Brutta sconfitta, ma, paradossalmente, è ancora presto per parlarne con vera cognizione di causa.
Perché in fondo bisogna far passare gli “umori” e mettersi a studiare seriamente sul cosa e perché è successo.
Mi sembrano infatti abbastanza sterili i commenti a caldo che si leggono da molte parti e che conducono un’analisi un po’ strana: cercano cioè di capire come mai “gli altri” non hanno votato quanto esisteva a sinistra.
Secondo molti infatti gli altri, i cittadini normali, penalizzerebbero comportamenti rissosi nelle maggioranze di governo, la scelta dell’indulto e via di questo passo.
Tutti comunque ad analizzare perché il proprio vicino si è smarcato.
Il segnale è strano perché immediatamente c’è una ricerca affannosa a giustificare il non voto di chi vive vicino a noi.
Se notate pochi parlano di se stessi. Il sospetto è che, data la scarsa consistenza dei voti a sinistra e la gran quantità di gente che ne parla, in realtà si parla delle proprie ragioni nascondendosi, camuffandosi con un “altri” non meglio identificabili.
Una specie di psicodramma, forse da leggere come lista delle cose che non sono piaciute agli stessi elettori della sinistra della sinistra stessa.
E ce n’è per tutti i gusti.
Mi colpisce ad esempio la questione operaia: “non siamo riusciti ad intercettare le pulsioni della classe operaia”; “gli operai speravano in un cambiamento che non c’è stato e ci hanno punito” e via discorrendo.
Curiosa questa.
La cosa strana è che si doveva inseguire gli operai, essere maggiormente presenti nei luoghi di lavoro.
E questa è la prima “rottura”: una volta, per dirla rozzamente, i partiti di sinistra erano fatti da operai.
Non solo certamente, ma erano essi stessi gli operai, la loro casa, la loro espressione, la loro forza organizzata.
Ora gli operai bisogni cercarli, sono cosa diversa dai partiti di sinistra. Pur tra tante contraddizioni, il Partito Comunista e quello Socialista “erano” gli operai, e cercavano di coinvolgere altri pezzi di società in un’unica istanza di affrancamento, di liberazione.
Ora il voto operaio si deve “intercettare” e questo la dice lunga sulla capacità di rappresentazione.
Poi il “voto utile”.
Mi risulta davvero strano comprendere come una buona proposta, per dirla così, non riesca ad essere più appetibile del voto utile.

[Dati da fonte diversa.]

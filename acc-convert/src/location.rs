//! Object path and name derivation.

use serde::Serialize;

/// Tenant that holds objects addressed by two-segment paths.
pub const SHARED_TENANT: &str = "Common";
/// Application that holds objects addressed by two-segment paths.
pub const SHARED_APPLICATION: &str = "Shared";
/// Longest object name the declaration accepts.
pub const MAX_NAME_LEN: usize = 194;

const IAPP_SUFFIX: &str = ".app";

/// Where a source object lands in the declaration tree.
#[derive(Debug, Clone, PartialEq, Eq, Serialize)]
pub struct PathLocation {
    pub tenant: String,
    pub application: Option<String>,
    pub profile: String,
    pub iapp: bool,
    pub original: String,
}

impl PathLocation {
    /// Application name, falling back to the shared container.
    pub fn application_or_shared(&self) -> &str {
        self.application.as_deref().unwrap_or(SHARED_APPLICATION)
    }

    /// `/<tenant>/<application>/<profile>` of the converted object.
    pub fn declaration_path(&self) -> String {
        format!(
            "/{}/{}/{}",
            self.tenant,
            self.application_or_shared(),
            self.profile
        )
    }
}

/// Split an object path into tenant, application and object name.
///
/// Only `/` separates segments. Two-segment paths are shared objects and
/// land in `Common/Shared`. Deeper folder nesting is flattened into the
/// object name with `_`.
pub fn resolve_path(path: &str) -> PathLocation {
    let segments: Vec<&str> = path.split('/').filter(|s| !s.is_empty()).collect();
    let original = path.to_string();

    match segments.as_slice() {
        [] => PathLocation {
            tenant: SHARED_TENANT.to_string(),
            application: None,
            profile: String::new(),
            iapp: false,
            original,
        },
        [name] => PathLocation {
            tenant: SHARED_TENANT.to_string(),
            application: None,
            profile: (*name).to_string(),
            iapp: false,
            original,
        },
        [_, name] => PathLocation {
            tenant: SHARED_TENANT.to_string(),
            application: Some(SHARED_APPLICATION.to_string()),
            profile: (*name).to_string(),
            iapp: false,
            original,
        },
        [tenant, application, rest @ ..] => {
            let (application, iapp) = match application.strip_suffix(IAPP_SUFFIX) {
                Some(stripped) => (stripped, true),
                None => (*application, false),
            };
            PathLocation {
                tenant: (*tenant).to_string(),
                application: Some(application.to_string()),
                profile: rest.join("_"),
                iapp,
                original,
            }
        }
    }
}

/// Derive an object name from free text.
///
/// A quoted part wins, with spaces turned into `_`. Otherwise the third
/// whitespace token is used, or the whole text when it is a single token.
/// A leading `_` is dropped and the result is cut to [`MAX_NAME_LEN`].
pub fn format_name(text: &str) -> String {
    let name = match quoted_part(text) {
        Some(quoted) => quoted.replace(' ', "_"),
        None => {
            let tokens: Vec<&str> = text.split_whitespace().collect();
            match tokens.as_slice() {
                [single] => (*single).to_string(),
                [_, _, third, ..] => (*third).to_string(),
                _ => text.trim().to_string(),
            }
        }
    };

    let name = name.strip_prefix('_').unwrap_or(&name);
    name.chars().take(MAX_NAME_LEN).collect()
}

fn quoted_part(text: &str) -> Option<&str> {
    let start = text.find(tmsh_conf_core::lexer::QUOTES)?;
    let quote = text[start..].chars().next()?;
    let body = &text[start + quote.len_utf8()..];
    let end = body.find(quote)?;
    Some(&body[..end])
}
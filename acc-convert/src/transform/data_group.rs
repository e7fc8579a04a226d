use serde_json::{json, Map, Value};
use tmsh_conf_core::{unquote, ConfValue, ConfigNode};

use super::{with_class, Context, Converted};
use crate::location::resolve_path;

/// `ltm data-group internal` -> `Data_Group` with inline records.
pub fn convert(
    node: &ConfigNode,
    properties: Map<String, Value>,
    ctx: &mut Context,
) -> Option<Converted> {
    let key_type = match node.get_str("type") {
        Some("string") | None => "string",
        Some("ip") => "ip",
        Some("integer") => "integer",
        Some(other) => {
            ctx.warn(node, format!("data group type {other} is not supported"));
            return None;
        }
    };

    let records: Vec<Value> = match node.get("records") {
        Some(ConfValue::Map(records)) => records
            .iter()
            .map(|(key, record)| {
                let value = record
                    .get("data")
                    .and_then(ConfValue::as_str)
                    .map(unquote)
                    .unwrap_or_default();
                json!({ "key": unquote(key), "value": value })
            })
            .collect(),
        Some(other) => other
            .items()
            .into_iter()
            .map(|key| json!({ "key": unquote(key), "value": "" }))
            .collect(),
        None => Vec::new(),
    };

    let mut group = with_class("Data_Group", properties);
    group.insert("storageType".into(), json!("internal"));
    group.insert("keyDataType".into(), json!(key_type));
    group.insert("records".into(), Value::Array(records));
    Some(Converted::single(resolve_path(&node.path).profile, group))
}
use base64::engine::general_purpose::STANDARD;
use base64::Engine;
use serde_json::{json, Map, Value};
use tmsh_conf_core::ConfigNode;

use super::{with_class, Context, Converted};
use crate::location::resolve_path;

/// `ltm rule` / `gtm rule` -> `iRule` / `GSLB_iRule` with the script body
/// carried base64-encoded.
pub fn convert(
    class: &str,
    node: &ConfigNode,
    properties: Map<String, Value>,
    ctx: &mut Context,
) -> Option<Converted> {
    let script = match node.script() {
        Some(script) => script.to_string(),
        None if node.properties().is_some_and(|p| p.is_empty()) => String::new(),
        None => {
            ctx.warn(node, "script body was not captured verbatim");
            return None;
        }
    };

    let mut rule = with_class(class, properties);
    rule.insert("iRule".into(), json!({ "base64": STANDARD.encode(script) }));
    Some(Converted::single(resolve_path(&node.path).profile, rule))
}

Molto rozzamente, ma per intenderci, mi sarebbe piaciuto vedere se pagando subito in contanti, mettiamo, anche solo 5 mila € alla dimostrazione di un voto per la sinistra, la disfatta si sarebbe tramutata in vittoria.
Probabilmente la proposta non è stata ritenuta così utile, produttiva, vantaggiosa. Se pensiamo che il cosiddetto voto utile veniva dato nemmeno per il partito a cui ci si richiamava idealmente, ma ad uno appena vicino, la proposta probabilmente era davvero troppo debole.

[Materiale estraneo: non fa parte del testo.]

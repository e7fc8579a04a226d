use serde_json::{json, Map, Value};
use tmsh_conf_core::{unquote, ConfValue, ConfigNode};
use tracing::debug;

use super::address::{literal_address, port_number, split_member_key};
use super::values::{dedupe, netmask_bits};
use super::{with_class, Context, Converted};
use crate::location::resolve_path;
use crate::refs::{handle_object_ref, is_builtin, object_type};

/// Built-in persistence profiles and the method names the declaration uses
/// for them.
const PERSISTENCE_METHODS: &[(&str, &str)] = &[
    ("/Common/cookie", "cookie"),
    ("/Common/dest_addr", "destination-address"),
    ("/Common/source_addr", "source-address"),
    ("/Common/ssl", "tls-session-id"),
    ("/Common/msrdp", "msrdp"),
    ("/Common/sip_info", "sip-info"),
    ("/Common/universal", "universal"),
    ("/Common/hash", "hash"),
];

/// Profiles attached to a virtual server, grouped by role.
#[derive(Debug, Default)]
struct AttachedProfiles {
    http: Option<Value>,
    tcp_client: Option<Value>,
    tcp_server: Option<Value>,
    udp: Option<Value>,
    l4: Option<Value>,
    multiplex: Option<Value>,
    compression: Option<Value>,
    server_tls: Vec<Value>,
    client_tls: Vec<Value>,
}

/// `ltm virtual` -> one of the `Service_*` classes.
pub fn convert(node: &ConfigNode, properties: Map<String, Value>, ctx: &mut Context) -> Converted {
    let profiles = attached_profiles(node, ctx);
    let class = service_class(node, &profiles);
    let mut service = with_class(class, properties);

    if let Some(destination) = node.get_str("destination") {
        let (address, port) = resolve_destination(destination, node.get_str("mask"), ctx);
        let source = node
            .get_str("source")
            .filter(|source| !matches!(*source, "0.0.0.0/0" | "::/0"));
        let addresses = match source {
            Some(source) => json!([[address, source]]),
            None => json!([address]),
        };
        service.insert("virtualAddresses".into(), addresses);
        if let Some(port) = port {
            service.insert("virtualPort".into(), port);
        }
    } else {
        ctx.warn(node, "virtual server has no destination");
    }

    match class {
        "Service_Forwarding" => {
            let forwarding = if node.get("l2-forward").is_some() {
                "L2"
            } else {
                "ip"
            };
            service.insert("forwardingType".into(), json!(forwarding));
        }
        "Service_HTTP" | "Service_HTTPS" | "Service_TCP" | "Service_UDP" => {
            service.remove("layer4");
        }
        _ => {}
    }
    if class == "Service_HTTPS" {
        service.insert("redirect80".into(), json!(false));
    }

    if let Some(pool) = node.get_str("pool").filter(|pool| *pool != "none") {
        service.insert("pool".into(), handle_object_ref(pool));
    }
    insert_profiles(&mut service, class, profiles);

    let methods = persistence_methods(node);
    if class != "Service_Forwarding" || !methods.is_empty() {
        service.insert("persistenceMethods".into(), Value::Array(methods));
    }
    if let Some(fallback) = node
        .get_str("fallback-persistence")
        .filter(|path| *path != "none")
    {
        service.insert("fallbackPersistenceMethod".into(), persistence_method(fallback));
    }

    if let Some(rules) = node.get("rules") {
        let rules: Vec<Value> = rules.items().into_iter().map(handle_object_ref).collect();
        service.insert("iRules".into(), Value::Array(dedupe(rules)));
    }

    service.insert("snat".into(), snat(node));

    if let Some(vlans) = node.get("vlans") {
        let vlans: Vec<Value> = vlans
            .items()
            .into_iter()
            .map(|vlan| json!({ "bigip": unquote(vlan) }))
            .collect();
        let key = if node.get("vlans-disabled").is_some() {
            "rejectVlans"
        } else {
            "allowVlans"
        };
        if !vlans.is_empty() {
            service.insert(key.into(), Value::Array(vlans));
        }
    }

    if node.get("disabled").is_some() {
        service.insert("enable".into(), json!(false));
    }

    Converted::single(resolve_path(&node.path).profile, service)
}

fn attached_profiles(node: &ConfigNode, ctx: &mut Context) -> AttachedProfiles {
    let mut attached = AttachedProfiles::default();
    let Some(profiles) = node.get("profiles") else {
        return attached;
    };

    let entries: Vec<(&str, Option<&str>)> = match profiles {
        ConfValue::Map(map) => map
            .iter()
            .map(|(path, block)| {
                let context = block.get("context").and_then(ConfValue::as_str);
                (path.as_str(), context)
            })
            .collect(),
        other => other.items().into_iter().map(|path| (path, None)).collect(),
    };

    for (path, context) in entries {
        let path = unquote(path);
        let reference = handle_object_ref(path);
        match object_type(path, ctx.parsed) {
            Some("http") => attached.http = Some(reference),
            Some("tcp") => match context {
                Some("clientside") => attached.tcp_client = Some(reference),
                Some("serverside") => attached.tcp_server = Some(reference),
                _ => {
                    attached.tcp_client = Some(reference.clone());
                    attached.tcp_server = Some(reference);
                }
            },
            Some("udp") => attached.udp = Some(reference),
            Some("fastl4") => attached.l4 = Some(reference),
            Some("one-connect") => attached.multiplex = Some(reference),
            Some("http-compression") => attached.compression = Some(reference),
            Some("client-ssl") => attached.server_tls.push(tls_pointer(path, reference)),
            Some("server-ssl") => attached.client_tls.push(tls_pointer(path, reference)),
            other => {
                debug!(profile = path, kind = ?other, "profile kind not converted");
                ctx.warn(node, format!("profile {path} is not converted"));
            }
        }
    }
    attached
}

/// TLS profiles are referenced by converted path unless built in.
fn tls_pointer(path: &str, reference: Value) -> Value {
    if is_builtin(path) {
        reference
    } else {
        reference.get("use").cloned().unwrap_or(reference)
    }
}

fn service_class(node: &ConfigNode, profiles: &AttachedProfiles) -> &'static str {
    if node.get("ip-forward").is_some() || node.get("l2-forward").is_some() {
        return "Service_Forwarding";
    }
    if profiles.http.is_some() {
        return if profiles.server_tls.is_empty() {
            "Service_HTTP"
        } else {
            "Service_HTTPS"
        };
    }
    if profiles.l4.is_some() {
        return "Service_L4";
    }
    match node.get_str("ip-protocol") {
        Some("udp") => "Service_UDP",
        Some("tcp") => "Service_TCP",
        None if profiles.tcp_client.is_some() => "Service_TCP",
        _ => "Service_Generic",
    }
}

fn insert_profiles(service: &mut Map<String, Value>, class: &str, profiles: AttachedProfiles) {
    if let Some(http) = profiles.http {
        service.insert("profileHTTP".into(), http);
    }
    match (profiles.tcp_client, profiles.tcp_server) {
        (Some(client), Some(server)) if client == server => {
            service.insert("profileTCP".into(), client);
        }
        (Some(client), Some(server)) => {
            service.insert("profileTCP".into(), json!({ "ingress": client, "egress": server }));
        }
        (Some(single), None) | (None, Some(single)) => {
            service.insert("profileTCP".into(), single);
        }
        (None, None) => {}
    }
    if let Some(udp) = profiles.udp {
        service.insert("profileUDP".into(), udp);
    }
    if let Some(l4) = profiles.l4 {
        service.insert("profileL4".into(), l4);
    }
    if let Some(multiplex) = profiles.multiplex {
        service.insert("profileMultiplex".into(), multiplex);
    }
    if let Some(compression) = profiles.compression {
        service.insert("profileHTTPCompression".into(), compression);
    }
    if class == "Service_HTTPS" || !profiles.server_tls.is_empty() {
        service.insert("serverTLS".into(), single_or_array(profiles.server_tls));
    }
    if !profiles.client_tls.is_empty() {
        service.insert("clientTLS".into(), single_or_array(profiles.client_tls));
    }
}

fn single_or_array(mut items: Vec<Value>) -> Value {
    if items.len() == 1 {
        items.remove(0)
    } else {
        Value::Array(items)
    }
}

/// Resolve `/<folder>/<address>:<port>` to a declaration address and port.
///
/// The address part may name an `ltm virtual-address` object; a mask
/// narrower than a host mask is appended in CIDR form.
fn resolve_destination(
    destination: &str,
    mask: Option<&str>,
    ctx: &Context,
) -> (String, Option<Value>) {
    let (folder, name, port) = split_member_key(unquote(destination));
    let va_path = match folder {
        Some(folder) => format!("{folder}/{name}"),
        None => name.to_string(),
    };
    let address = ctx
        .find("ltm virtual-address", &va_path)
        .and_then(|va| va.get_str("address"))
        .unwrap_or(name);
    let address = literal_address(address).to_string();

    let prefix = match mask {
        Some("any" | "any6") => Some(0),
        Some(mask) if mask.contains(':') => None,
        Some(mask) => netmask_bits(mask).filter(|bits| *bits < 32),
        None => None,
    };
    let address = match prefix {
        Some(bits) => format!("{address}/{bits}"),
        None => address,
    };
    (address, port.map(port_number))
}

fn persistence_methods(node: &ConfigNode) -> Vec<Value> {
    let Some(persist) = node.get("persist") else {
        return Vec::new();
    };
    let methods = persist
        .items()
        .into_iter()
        .map(|path| persistence_method(unquote(path)))
        .collect();
    dedupe(methods)
}

fn persistence_method(path: &str) -> Value {
    PERSISTENCE_METHODS
        .iter()
        .find(|(builtin, _)| *builtin == path)
        .map_or_else(|| handle_object_ref(path), |(_, method)| json!(method))
}

fn snat(node: &ConfigNode) -> Value {
    let Some(translation) = node.get("source-address-translation") else {
        return json!("none");
    };
    let kind = translation.get("type").and_then(ConfValue::as_str);
    match kind {
        Some("automap") => json!("auto"),
        Some("snat") => translation
            .get("pool")
            .and_then(ConfValue::as_str)
            .map_or_else(|| json!("none"), handle_object_ref),
        _ => json!("none"),
    }
}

Oppure non ritenuta realizzabile. Bisognerebbe che come dirigenti politici pensassimo anche a questo.
In ultimo forse bisogna abituarsi a studiare meglio la realtà delle cose.

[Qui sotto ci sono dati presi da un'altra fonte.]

use anyhow::{Context, Result};
use clap::Parser;
use env_logger::Builder as LogBuilder;
use log::LevelFilter;
use tmsh_conf_core::{parse_files, render_tree, to_json};

mod cli;
mod convert;
mod path_guard;

use cli::{Cli, Command, InspectArgs, OutputFormat};

fn main() -> Result<()> {
    let cli = Cli::parse();

    LogBuilder::from_default_env()
        .filter_level(LevelFilter::from(cli.log_level))
        .init();

    match cli.command {
        Command::Convert(args) => convert::run_convert(args),
        Command::Inspect(args) => run_inspect(args),
    }
}

fn run_inspect(args: InspectArgs) -> Result<()> {
    let mut parsed = parse_files(&args.files).with_context(|| {
        format!(
            "failed to parse {}",
            args.files
                .iter()
                .map(|path| path.display().to_string())
                .collect::<Vec<_>>()
                .join(", ")
        )
    })?;

    if let Some(prefix) = &args.keyword {
        parsed.nodes.retain(|node| node.keyword.starts_with(prefix.as_str()));
    }

    match args.format {
        OutputFormat::Text => {
            print!("{}", render_tree(&parsed.nodes, args.depth));
            for warning in &parsed.warnings {
                eprintln!("warning: {warning}");
            }
        }
        OutputFormat::Json => println!("{}", serde_json::to_string_pretty(&to_json(&parsed))?),
    }
    Ok(())
}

Opero un piccolo cortocircuito:
la TAV e, l’annunciato, successo della Lega Nord.
Cosa vogliono dire queste due cose?
Vogliono dire che gli interessi delle persone stanno cambiando, o meglio che, come ci ripetono i sociologi, gli interessi non sono più distinti per blocchi sociali, per categorie, ma che stanno emergendo interessi che si raggruppano in “comunità”.
Gli interessi non si distinguono ma si sommano.
La TAV buca l’indifferenza generale perché è il problema di una comunità intera e trapassa trasversalmente l’operaio e l’imprenditore.
La Lega riesce, ad esempio a Malpensa, a contemperare in un caso esemplare come Malpensa, gli interessi del pilota d’aereo con quelli locali dell’inserviente dell’aeroporto, come ci ricorda Giuseppe De Rita.
Noi no, no ci riusciamo, e nemmeno il PD.
E lo stesso De Rita ha forse ragione quando dice: “Non serve compiacersi di aver attraversato 110 province in pullman. Alle comunità locali di interessi bisogna starci dentro e capirne le esigenze”.
E questo vale per sia per movimenti ritenuti di sinistra (TAV) che espressioni di altre ideologie (Malpensa).
Ma siamo solo all’inizio.
Magari di una Sinistra moderna che sappia anche studiare, comprendere e dirigere certi fenomeni, capendone i valori che esprimono e scegliendo quelli che si ritengono più giusti.